Saved entries
use bevy::math::DVec2;
use bevy::prelude::*;
use popgrid::PopGridPlugin;
use popgrid::game::bubble::BubbleColor;
use popgrid::game::config::BoardConfig;
use popgrid::game::hex::HexCoord;
use popgrid::game::level::Level;
use popgrid::game::state::{
    AimShooter, BoardSystems, BubblesDetached, BubblesPopped, FireLoaded, FireProjectile,
    GameFinished, GameOutcome, LoadLevel, Session, SwapBubbles,
};

#[derive(Resource, Default)]
struct Collected {
    popped: usize,
    detached: usize,
    finished: Vec<GameOutcome>,
}

fn collect(
    mut collected: ResMut<Collected>,
    mut popped: MessageReader<BubblesPopped>,
    mut detached: MessageReader<BubblesDetached>,
    mut finished: MessageReader<GameFinished>,
) {
    collected.popped += popped.read().map(|m| m.count).sum::<usize>();
    collected.detached += detached.read().map(|m| m.count).sum::<usize>();
    collected.finished.extend(finished.read().map(|m| m.outcome));
}

fn app_with_level(level: Level) -> App {
    let mut app = App::new();
    app.add_plugins(MinimalPlugins);
    app.add_plugins(PopGridPlugin {
        config: BoardConfig::default(),
        level,
        seed: Some(7),
        persist_scores: false,
    });
    app.init_resource::<Collected>();
    app.add_systems(Update, collect.after(BoardSystems));
    app
}

fn run_frames(app: &mut App, frames: usize) {
    for _ in 0..frames {
        app.update();
    }
}

#[test]
fn test_fired_bubble_pops_pair_and_wins() {
    // Red pair on the top row with a green bubble hanging off it
    let mut app = app_with_level(Level {
        name: "pair".into(),
        shots: 5,
        rows: vec![vec![-1, -1, -1, -1, 0, 0], vec![-1, -1, -1, -1, 2]],
    });

    let x = BoardConfig::default()
        .layout()
        .grid_to_pixel(HexCoord::new(0, 6))
        .x;
    app.world_mut().write_message(FireProjectile {
        color: BubbleColor::Red,
        origin: DVec2::new(x, 460.0),
        direction: DVec2::new(0.0, -1.0),
    });

    run_frames(&mut app, 150);

    let collected = app.world().resource::<Collected>();
    assert_eq!(collected.popped, 3);
    assert_eq!(collected.detached, 1);
    assert_eq!(collected.finished, vec![GameOutcome::Won]);

    let session = app.world().resource::<Session>();
    assert_eq!(session.score().score, 50);
    assert_eq!(session.shots_remaining(), 4);
    assert!(session.board().is_board_clear());
    assert!(session.board().grid().in_transit().is_empty());
}

#[test]
fn test_shooter_messages_drive_the_session() {
    let mut app = app_with_level(Level {
        name: "yellow".into(),
        shots: 3,
        rows: vec![vec![3, 3, 3, 3]],
    });
    app.update();

    app.world_mut().write_message(AimShooter { delta: 10.0 });
    app.world_mut().write_message(SwapBubbles);
    app.update();
    {
        let session = app.world().resource::<Session>();
        assert_eq!(session.shooter().angle(), BoardConfig::default().max_aim_angle);
        assert_eq!(session.shooter().loaded(), BubbleColor::Yellow);
    }

    app.world_mut().write_message(FireLoaded);
    app.update();
    {
        let session = app.world().resource::<Session>();
        assert_eq!(session.shots_remaining(), 2);
        assert!(session.board().projectile().is_some());
    }

    // Banks off the right wall and lands under the yellow row
    run_frames(&mut app, 200);
    let collected = app.world().resource::<Collected>();
    assert_eq!(collected.popped, 5);
    assert_eq!(collected.finished, vec![GameOutcome::Won]);
    let session = app.world().resource::<Session>();
    assert!(session.board().projectile().is_none());
    assert!(session.board().is_board_clear());
}

#[test]
fn test_load_level_message_restarts() {
    let mut app = app_with_level(Level::reference());
    app.world_mut().write_message(FireLoaded);
    run_frames(&mut app, 3);

    app.world_mut().write_message(LoadLevel {
        level: Level {
            name: "small".into(),
            shots: 9,
            rows: vec![vec![1, 1]],
        },
    });
    app.update();

    let session = app.world().resource::<Session>();
    assert_eq!(session.level().name, "small");
    assert_eq!(session.shots_remaining(), 9);
    assert!(session.board().projectile().is_none());
    assert_eq!(session.board().grid().len(), 2);
}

Task objective: The lines that contain the word "count" are wanted; copy each of them from the records.

Solution:
    collected.popped += popped.read().map(|m| m.count).sum::<usize>();
    collected.detached += detached.read().map(|m| m.count).sum::<usize>();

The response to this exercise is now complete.